PROVIDED DATA:
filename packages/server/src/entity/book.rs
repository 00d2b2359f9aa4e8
use sea_orm::entity::prelude::*;
use serde::{Deserialize, Serialize};

#[sea_orm::model]
#[derive(Clone, Debug, PartialEq, DeriveEntityModel, Serialize, Deserialize)]
#[sea_orm(table_name = "books")]
pub struct Model {
    #[sea_orm(primary_key)]
    pub id: i32,

    /// Owning user. Every lookup filters on it.
    pub user_id: i32,

    pub title: String,
    /// Name the file was uploaded with.
    pub filename: String,
    /// Blob location; fixed at creation.
    pub file_path: String,
    pub file_size: i64,
    /// One of: pdf, epub, org, unknown
    pub format: String,

    #[sea_orm(default_value = 0)]
    pub current_page: i32,
    #[sea_orm(default_value = 0.0)]
    pub progress_percentage: f64,

    pub created_at: DateTimeUtc,
    pub updated_at: DateTimeUtc,
    /// Set on soft deletion.
    pub deleted_at: Option<DateTimeUtc>,
}

impl ActiveModelBehavior for ActiveModel {}
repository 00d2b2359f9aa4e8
use std::time::Duration;

use sea_orm::{ConnectOptions, Database, DatabaseConnection, DbErr};

pub async fn init_db(db_url: &str, log_statements: bool) -> Result<DatabaseConnection, DbErr> {
    let mut opt = ConnectOptions::new(db_url.to_owned());

    // Set connection pool options
    opt.max_connections(20)
        .min_connections(2)
        .connect_timeout(Duration::from_secs(8))
        .acquire_timeout(Duration::from_secs(8))
        .idle_timeout(Duration::from_secs(300))
        .sqlx_logging(log_statements);

    let db = Database::connect(opt).await?;
    db.get_schema_registry("server::entity::*")
        .sync(&db)
        .await?;

    Ok(db)
}
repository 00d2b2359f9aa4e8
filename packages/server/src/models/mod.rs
pub mod auth;
pub mod book;
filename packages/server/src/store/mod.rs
//! Record stores for users and books.
//!
//! Every book query is scoped by owner and ignores soft-deleted rows; a row
//! belonging to another user is indistinguishable from a missing one.

mod book;
mod error;
mod user;

pub use book::{BookStore, NewBook, SeaOrmBookStore};
pub use error::StoreError;
pub use user::{NewUser, SeaOrmUserStore, UserStore};
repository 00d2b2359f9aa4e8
pub mod book;
pub mod storage;

pub use book::{BookFormat, UploadRejection};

ASSIGNED TASK: With every line intact, reproduce the listing verbatim.

RESULT OF THIS TASK:
filename packages/server/src/entity/book.rs
repository 00d2b2359f9aa4e8
use sea_orm::entity::prelude::*;
use serde::{Deserialize, Serialize};

#[sea_orm::model]
#[derive(Clone, Debug, PartialEq, DeriveEntityModel, Serialize, Deserialize)]
#[sea_orm(table_name = "books")]
pub struct Model {
    #[sea_orm(primary_key)]
    pub id: i32,

    /// Owning user. Every lookup filters on it.
    pub user_id: i32,

    pub title: String,
    /// Name the file was uploaded with.
    pub filename: String,
    /// Blob location; fixed at creation.
    pub file_path: String,
    pub file_size: i64,
    /// One of: pdf, epub, org, unknown
    pub format: String,

    #[sea_orm(default_value = 0)]
    pub current_page: i32,
    #[sea_orm(default_value = 0.0)]
    pub progress_percentage: f64,

    pub created_at: DateTimeUtc,
    pub updated_at: DateTimeUtc,
    /// Set on soft deletion.
    pub deleted_at: Option<DateTimeUtc>,
}

impl ActiveModelBehavior for ActiveModel {}
repository 00d2b2359f9aa4e8
use std::time::Duration;

use sea_orm::{ConnectOptions, Database, DatabaseConnection, DbErr};

pub async fn init_db(db_url: &str, log_statements: bool) -> Result<DatabaseConnection, DbErr> {
    let mut opt = ConnectOptions::new(db_url.to_owned());

    // Set connection pool options
    opt.max_connections(20)
        .min_connections(2)
        .connect_timeout(Duration::from_secs(8))
        .acquire_timeout(Duration::from_secs(8))
        .idle_timeout(Duration::from_secs(300))
        .sqlx_logging(log_statements);

    let db = Database::connect(opt).await?;
    db.get_schema_registry("server::entity::*")
        .sync(&db)
        .await?;

    Ok(db)
}
repository 00d2b2359f9aa4e8
filename packages/server/src/models/mod.rs
pub mod auth;
pub mod book;
filename packages/server/src/store/mod.rs
//! Record stores for users and books.
//!
//! Every book query is scoped by owner and ignores soft-deleted rows; a row
//! belonging to another user is indistinguishable from a missing one.

mod book;
mod error;
mod user;

pub use book::{BookStore, NewBook, SeaOrmBookStore};
pub use error::StoreError;
pub use user::{NewUser, SeaOrmUserStore, UserStore};
repository 00d2b2359f9aa4e8
pub mod book;
pub mod storage;

pub use book::{BookFormat, UploadRejection};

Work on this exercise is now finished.